Junge Orang-Utans lernen unglaublich viel von ihren Müttern. Bis zu neun Jahre bleiben die Jungtiere bei ihnen, lernen sich im Wald zu bewegen und welcher Baum wann, wo Früchte trägt. Was ihnen jedoch niemand beibringt, ist, sich gegen den Verlust ihres Lebensraums zu wehren.

Die Abholzung der Regenwälder, vor allem für Palmölplantagen, nimmt den Tieren ihr Zuhause und bringt sie in Konflikt mit der Bevölkerung, was für Orang-Utans oft mit einer Verletzung endet.

Gleichzeitig werden junge Orang-Utans noch immer zahlreich für den illegalen Heimtierhandel gefangen. Die verwundeten und traumatisierten Affen landen dann in der Auffangstation von PanEco. 17 Orang-Utans waren es im vergangenen Jahr, knapp 466 in den letzten 20 Jahren. Es beginnt eine aufwendige Rehabilitation. Neben der Wundversorgung und Traumabewältigung heisst das für junge Orang-Utans vor allem Trainieren, im Regenwald zu überleben.
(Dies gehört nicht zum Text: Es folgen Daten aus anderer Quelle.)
//! 요청 명령 (get, guard).

use anyhow::Result;
use portal_client::{ClientError, GuardedRoutes, RouteGuard};
use portal_core::Role;
use serde_json::Value;
use tracing::warn;

use super::output::render_decision;
use super::CliContext;

/// 포털 화면 트리의 가드 구성.
pub fn portal_routes() -> GuardedRoutes {
    GuardedRoutes::new()
        .guard("/admin", RouteGuard::for_roles(&[Role::Admin]))
        .guard("/instructor", RouteGuard::for_roles(&[Role::Admin, Role::Instructor]))
        .guard("/learner", RouteGuard::for_roles(&[Role::Learner]))
        .guard("/profile", RouteGuard::authenticated())
}

/// 인증된 GET 요청을 보내고 응답 본문을 출력합니다.
///
/// 거부 응답은 세션에 반영되며, 리다이렉트 대상을 에러 메시지에 포함합니다.
pub async fn get(ctx: &CliContext, path: &str) -> Result<String> {
    ctx.store.hydrate().await;

    match ctx.client.get::<Value>(path).await {
        Ok(body) => Ok(serde_json::to_string_pretty(&body)?),
        Err(err @ ClientError::Rejected { .. }) => {
            let target = err
                .redirect()
                .map(|r| r.path(&ctx.config).to_string())
                .unwrap_or_default();
            warn!(error = %err, "Request rejected");
            Err(anyhow::anyhow!("{} (이동: {})", err, target))
        }
        Err(err) => Err(err.into()),
    }
}

/// 화면 경로에 대한 가드 결정을 출력합니다.
pub async fn guard(ctx: &CliContext, path: &str) -> String {
    ctx.store.hydrate().await;
    let decision = portal_routes().check(path, &ctx.store);
    render_decision(path, decision, &ctx.config)
}

#[cfg(test)]
mod tests {
    use super::*;
    use portal_client::{GuardDecision, LocalVerifier, MemoryTokenStorage, Redirect, Session, SessionStore};
    use portal_core::{AuthConfig, Claims, ClaimsCodec, ClientConfig, Principal};
    use std::sync::Arc;

    const SECRET: &str = "test-secret-key-for-jwt-testing-minimum-32-chars";

    #[test]
    fn test_portal_routes() {
        let routes = portal_routes();
        assert_eq!(
            routes.decide("/admin/users", &Session::anonymous()),
            GuardDecision::Redirect(Redirect::Login)
        );
        assert_eq!(routes.decide("/about", &Session::anonymous()), GuardDecision::Render);
    }

    #[tokio::test]
    async fn test_guard_command_for_learner() {
        let codec = ClaimsCodec::new(&AuthConfig::new(SECRET)).unwrap();
        let principal = Principal {
            id: "learner-9".to_string(),
            display_name: "Jung".to_string(),
            email: "jung@campus.test".to_string(),
            role: Role::Learner,
            profile_image: None,
            preferences: None,
        };
        let token = codec
            .encode(&Claims::new(&principal, chrono::Duration::minutes(10)))
            .unwrap();

        let store = Arc::new(SessionStore::new(
            Arc::new(MemoryTokenStorage::with_token(token)),
            Arc::new(LocalVerifier::new(codec)),
        ));
        let ctx = CliContext::with_store(ClientConfig::default(), store).unwrap();

        assert!(guard(&ctx, "/learner/courses").await.contains("렌더링"));
        assert!(guard(&ctx, "/admin").await.contains("/unauthorized"));
    }
}
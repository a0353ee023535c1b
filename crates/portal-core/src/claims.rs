//! JWT 페이로드.

use chrono::{DateTime, Duration, TimeZone, Utc};
use serde::{Deserialize, Serialize};
use serde_json::Value;

use crate::{Principal, Role};

/// 서명 검증을 통과한 토큰 페이로드.
///
/// [`ClaimsCodec::decode`](crate::ClaimsCodec::decode)만이 외부 토큰으로부터
/// 이 값을 만들어냅니다.
#[derive(Debug, Clone, PartialEq, Serialize, Deserialize)]
pub struct Claims {
    /// Subject - 사용자 ID
    pub sub: String,
    /// 표시 이름
    pub name: String,
    /// 이메일
    pub email: String,
    /// 사용자 역할
    pub role: Role,
    /// 프로필 이미지 참조
    #[serde(default, skip_serializing_if = "Option::is_none")]
    pub picture: Option<String>,
    /// 사용자 환경설정
    #[serde(default, skip_serializing_if = "Option::is_none")]
    pub preferences: Option<Value>,
    /// Issued At (Unix timestamp)
    pub iat: i64,
    /// Expiration (Unix timestamp)
    pub exp: i64,
    /// Issuer
    #[serde(default, skip_serializing_if = "Option::is_none")]
    pub iss: Option<String>,
    /// JWT ID
    #[serde(default, skip_serializing_if = "Option::is_none")]
    pub jti: Option<String>,
}

impl Claims {
    /// 주체와 유효 기간으로 Claims 생성.
    pub fn new(principal: &Principal, ttl: Duration) -> Self {
        let now = Utc::now();
        Self {
            sub: principal.id.clone(),
            name: principal.display_name.clone(),
            email: principal.email.clone(),
            role: principal.role,
            picture: principal.profile_image.clone(),
            preferences: principal.preferences.clone(),
            iat: now.timestamp(),
            exp: (now + ttl).timestamp(),
            iss: None,
            jti: Some(uuid::Uuid::new_v4().to_string()),
        }
    }

    /// 발급자 설정.
    #[must_use]
    pub fn with_issuer(mut self, issuer: impl Into<String>) -> Self {
        self.iss = Some(issuer.into());
        self
    }

    /// 페이로드가 나타내는 주체.
    pub fn principal(&self) -> Principal {
        Principal {
            id: self.sub.clone(),
            display_name: self.name.clone(),
            email: self.email.clone(),
            role: self.role,
            profile_image: self.picture.clone(),
            preferences: self.preferences.clone(),
        }
    }

    /// 만료 시각.
    pub fn expires_at(&self) -> DateTime<Utc> {
        timestamp_to_utc(self.exp)
    }
}

/// 서명 검증 없이 읽어낸 토큰 페이로드.
///
/// 왕복 요청 전에 이름을 미리 채우는 용도의 미리보기일 뿐이며,
/// [`Principal`]로 변환되지 않습니다.
#[derive(Debug, Clone, PartialEq, Eq, Serialize, Deserialize)]
pub struct ClaimsPreview {
    pub display_name: Option<String>,
    pub email: Option<String>,
    /// 토큰에 적힌 역할 문자열 (검증되지 않음)
    pub role_hint: Option<String>,
    pub expires_at: Option<DateTime<Utc>>,
}

/// 미리보기용 느슨한 페이로드.
#[derive(Debug, Deserialize)]
pub(crate) struct PreviewPayload {
    #[serde(default)]
    pub name: Option<String>,
    #[serde(default)]
    pub email: Option<String>,
    #[serde(default)]
    pub role: Option<String>,
    #[serde(default)]
    pub exp: Option<i64>,
}

impl From<PreviewPayload> for ClaimsPreview {
    fn from(payload: PreviewPayload) -> Self {
        Self {
            display_name: payload.name,
            email: payload.email,
            role_hint: payload.role,
            expires_at: payload.exp.map(timestamp_to_utc),
        }
    }
}

fn timestamp_to_utc(ts: i64) -> DateTime<Utc> {
    Utc.timestamp_opt(ts, 0)
        .single()
        .unwrap_or(DateTime::<Utc>::MIN_UTC)
}

#[cfg(test)]
mod tests {
    use super::*;

    fn admin() -> Principal {
        Principal {
            id: "a-1".to_string(),
            display_name: "Ada".to_string(),
            email: "ada@campus.test".to_string(),
            role: Role::Admin,
            profile_image: Some("avatars/a-1.png".to_string()),
            preferences: None,
        }
    }

    #[test]
    fn test_claims_round_trip_principal() {
        let claims = Claims::new(&admin(), Duration::minutes(30));
        assert_eq!(claims.principal(), admin());
        assert!(claims.jti.is_some());
        assert_eq!(claims.exp - claims.iat, 30 * 60);
    }

    #[test]
    fn test_expires_at_from_exp() {
        let claims = Claims::new(&admin(), Duration::minutes(-5));
        assert!(claims.expires_at() < Utc::now());
        assert_eq!(claims.expires_at().timestamp(), claims.exp);
    }
}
Dazu besuchen sie die Regenwaldschule. Dort lernen sie das Klettern in Baumkronen, das Bauen von Nestern, die Suche nach Nahrung. Das Training ist sehr personalintensiv und kann Jahre dauern. Allerdings ist es auch von Erfolg gekrönt. Letztes Jahr wurden 15 Tiere ausgewildert, 387 insgesamt. Eine beachtliche Quote von 83 Prozent.
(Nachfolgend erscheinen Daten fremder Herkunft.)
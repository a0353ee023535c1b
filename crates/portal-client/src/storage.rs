//! 토큰 영속 저장소.
//!
//! 클라이언트는 정확히 하나의 불투명 토큰 값을 하나의 키 아래 보관합니다.
//! 로그아웃, 강제 만료, 서버 무효화 시 삭제됩니다.

use std::path::{Path, PathBuf};

use async_trait::async_trait;
use serde::{Deserialize, Serialize};
use thiserror::Error;
use tokio::sync::Mutex;
use tracing::debug;

/// 영속 문서에서 토큰이 저장되는 키.
pub const TOKEN_KEY: &str = "portal.token";

/// 저장소 에러.
#[derive(Debug, Error)]
pub enum StorageError {
    #[error("저장소 입출력 실패: {0}")]
    Io(#[from] std::io::Error),

    #[error("저장소 문서 형식 오류: {0}")]
    Format(#[from] serde_json::Error),
}

/// 토큰 저장소 trait.
#[async_trait]
pub trait TokenStorage: Send + Sync {
    /// 저장된 토큰 로드. 없으면 `None`.
    async fn load(&self) -> Result<Option<String>, StorageError>;

    /// 토큰 저장 (기존 값 대체).
    async fn save(&self, token: &str) -> Result<(), StorageError>;

    /// 토큰 삭제. 없어도 성공합니다.
    async fn clear(&self) -> Result<(), StorageError>;
}

/// 메모리 저장소. 테스트와 단일 프로세스 실행용.
#[derive(Debug, Default)]
pub struct MemoryTokenStorage {
    token: Mutex<Option<String>>,
}

impl MemoryTokenStorage {
    pub fn new() -> Self {
        Self::default()
    }

    /// 토큰이 미리 저장된 상태로 생성.
    pub fn with_token(token: impl Into<String>) -> Self {
        Self {
            token: Mutex::new(Some(token.into())),
        }
    }
}

#[async_trait]
impl TokenStorage for MemoryTokenStorage {
    async fn load(&self) -> Result<Option<String>, StorageError> {
        Ok(self.token.lock().await.clone())
    }

    async fn save(&self, token: &str) -> Result<(), StorageError> {
        *self.token.lock().await = Some(token.to_string());
        Ok(())
    }

    async fn clear(&self) -> Result<(), StorageError> {
        *self.token.lock().await = None;
        Ok(())
    }
}

/// 디스크에 저장되는 문서. 키는 정확히 하나입니다.
#[derive(Debug, Serialize, Deserialize)]
struct TokenDocument {
    #[serde(rename = "portal.token")]
    token: String,
}

/// JSON 파일 저장소.
///
/// 쓰기는 임시 파일에 기록한 뒤 rename하여 부분적으로 쓰인 문서가 남지 않도록 합니다.
#[derive(Debug, Clone)]
pub struct FileTokenStorage {
    path: PathBuf,
}

impl FileTokenStorage {
    pub fn new(path: impl Into<PathBuf>) -> Self {
        Self { path: path.into() }
    }

    /// 저장 파일 경로.
    pub fn path(&self) -> &Path {
        &self.path
    }

    fn temp_path(&self) -> PathBuf {
        let mut name = self
            .path
            .file_name()
            .map(|n| n.to_os_string())
            .unwrap_or_default();
        name.push(".tmp");
        self.path.with_file_name(name)
    }
}

#[async_trait]
impl TokenStorage for FileTokenStorage {
    async fn load(&self) -> Result<Option<String>, StorageError> {
        let bytes = match tokio::fs::read(&self.path).await {
            Ok(bytes) => bytes,
            Err(e) if e.kind() == std::io::ErrorKind::NotFound => return Ok(None),
            Err(e) => return Err(e.into()),
        };

        let document: TokenDocument = serde_json::from_slice(&bytes)?;
        Ok(Some(document.token).filter(|t| !t.is_empty()))
    }

    async fn save(&self, token: &str) -> Result<(), StorageError> {
        if let Some(parent) = self.path.parent().filter(|p| !p.as_os_str().is_empty()) {
            tokio::fs::create_dir_all(parent).await?;
        }

        let document = TokenDocument {
            token: token.to_string(),
        };
        let temp = self.temp_path();
        tokio::fs::write(&temp, serde_json::to_vec(&document)?).await?;
        tokio::fs::rename(&temp, &self.path).await?;

        debug!(path = %self.path.display(), "Token persisted");
        Ok(())
    }

    async fn clear(&self) -> Result<(), StorageError> {
        match tokio::fs::remove_file(&self.path).await {
            Ok(()) => {
                debug!(path = %self.path.display(), "Token purged");
                Ok(())
            }
            Err(e) if e.kind() == std::io::ErrorKind::NotFound => Ok(()),
            Err(e) => Err(e.into()),
        }
    }
}

#[cfg(test)]
mod tests {
    use super::*;
    use tempfile::TempDir;

    #[tokio::test]
    async fn test_memory_storage() {
        let storage = MemoryTokenStorage::new();
        assert_eq!(storage.load().await.unwrap(), None);

        storage.save("abc").await.unwrap();
        assert_eq!(storage.load().await.unwrap(), Some("abc".to_string()));

        storage.clear().await.unwrap();
        assert_eq!(storage.load().await.unwrap(), None);
    }

    #[tokio::test]
    async fn test_file_storage_single_key_document() {
        let dir = TempDir::new().unwrap();
        let storage = FileTokenStorage::new(dir.path().join("nested").join("session.json"));

        assert_eq!(storage.load().await.unwrap(), None);

        storage.save("first").await.unwrap();
        storage.save("second").await.unwrap();
        assert_eq!(storage.load().await.unwrap(), Some("second".to_string()));

        let raw = std::fs::read_to_string(storage.path()).unwrap();
        let value: serde_json::Value = serde_json::from_str(&raw).unwrap();
        let object = value.as_object().unwrap();
        assert_eq!(object.len(), 1);
        assert_eq!(object[TOKEN_KEY], "second");
    }

    #[tokio::test]
    async fn test_file_storage_clear_is_idempotent() {
        let dir = TempDir::new().unwrap();
        let storage = FileTokenStorage::new(dir.path().join("session.json"));

        storage.clear().await.unwrap();
        storage.save("token").await.unwrap();
        storage.clear().await.unwrap();
        storage.clear().await.unwrap();

        assert!(!storage.path().exists());
        assert_eq!(storage.load().await.unwrap(), None);
    }

    #[tokio::test]
    async fn test_file_storage_corrupt_document() {
        let dir = TempDir::new().unwrap();
        let path = dir.path().join("session.json");
        std::fs::write(&path, "not json").unwrap();

        let storage = FileTokenStorage::new(&path);
        assert!(matches!(storage.load().await, Err(StorageError::Format(_))));
    }
}
//! 토큰 검증기.
//!
//! 접근 결정에 사용되는 신원은 반드시 서명을 확인하는 경로에서 나와야 합니다.
//! [`LocalVerifier`]는 서버와 동일한 [`ClaimsCodec`]을, [`RemoteVerifier`]는 서버의
//! 세션 엔드포인트를 사용합니다. 서명 없는 디코딩은 [`ClaimsCodec::preview`]뿐이며
//! 이는 검증기가 아닙니다.

use std::time::Duration;

use async_trait::async_trait;
use chrono::{DateTime, Utc};
use portal_core::{AuthError, ClaimsCodec, Principal};
use serde::Deserialize;
use tracing::debug;

use crate::client::{network_failure, rejection_from_response};

/// 세션 엔드포인트 경로.
pub const SESSION_PATH: &str = "/api/auth/session";

/// 검증을 통과한 신원.
#[derive(Debug, Clone, PartialEq, Deserialize)]
pub struct VerifiedSession {
    pub principal: Principal,
    pub expires_at: DateTime<Utc>,
}

/// 토큰 검증기 trait.
#[async_trait]
pub trait TokenVerifier: Send + Sync {
    /// 토큰을 검증하고 신원을 도출합니다.
    ///
    /// 만료/위조/형식 오류는 `InvalidToken`, 전송 실패는 `NetworkFailure`.
    async fn verify(&self, token: &str) -> Result<VerifiedSession, AuthError>;
}

/// 공유 시크릿으로 로컬에서 서명까지 검증하는 검증기.
#[derive(Clone)]
pub struct LocalVerifier {
    codec: ClaimsCodec,
}

impl LocalVerifier {
    pub fn new(codec: ClaimsCodec) -> Self {
        Self { codec }
    }
}

#[async_trait]
impl TokenVerifier for LocalVerifier {
    async fn verify(&self, token: &str) -> Result<VerifiedSession, AuthError> {
        let claims = self.codec.decode(token)?;
        Ok(VerifiedSession {
            principal: claims.principal(),
            expires_at: claims.expires_at(),
        })
    }
}

/// 서버의 `GET /api/auth/session`으로 검증하는 검증기.
#[derive(Debug, Clone)]
pub struct RemoteVerifier {
    client: reqwest::Client,
    base_url: String,
}

impl RemoteVerifier {
    /// 기본 타임아웃(10초)으로 생성.
    pub fn new(base_url: impl Into<String>) -> Result<Self, reqwest::Error> {
        Self::with_timeout(base_url, Duration::from_secs(10))
    }

    /// 요청 타임아웃을 지정하여 생성.
    pub fn with_timeout(base_url: impl Into<String>, timeout: Duration) -> Result<Self, reqwest::Error> {
        let client = reqwest::Client::builder().timeout(timeout).build()?;
        Ok(Self::with_client(client, base_url))
    }

    /// 기존 HTTP 클라이언트 재사용.
    pub fn with_client(client: reqwest::Client, base_url: impl Into<String>) -> Self {
        Self {
            client,
            base_url: base_url.into().trim_end_matches('/').to_string(),
        }
    }
}

#[async_trait]
impl TokenVerifier for RemoteVerifier {
    async fn verify(&self, token: &str) -> Result<VerifiedSession, AuthError> {
        let url = format!("{}{}", self.base_url, SESSION_PATH);
        let response = self
            .client
            .get(&url)
            .bearer_auth(token)
            .send()
            .await
            .map_err(network_failure)?;

        let status = response.status();
        if status.is_success() {
            return response
                .json::<VerifiedSession>()
                .await
                .map_err(network_failure);
        }

        match rejection_from_response(response).await {
            Some(error) => {
                debug!(code = error.code(), "Session endpoint rejected token");
                Err(error)
            }
            None => Err(AuthError::NetworkFailure(format!(
                "session endpoint returned {}",
                status
            ))),
        }
    }
}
Das funktioniert, da die Arbeit vor Ort viel mehr umfasst als «nur» die Auswilderung. Regenwaldschutz ist facettenreich: Erforschung des Regenwalds und die Beobachtung der ausgewilderten Tiere, Lobbyarbeit, Rechtsdurchsetzung, Umweltbildung, Sensibilisierung und Öffentlichkeitsarbeit. Und unerlässlich: die Unterstützung durch die lokale Bevölkerung. Das gilt dann sowohl für Orang-Utans auf Sumatra als auch für österreichische Habichtskäuze.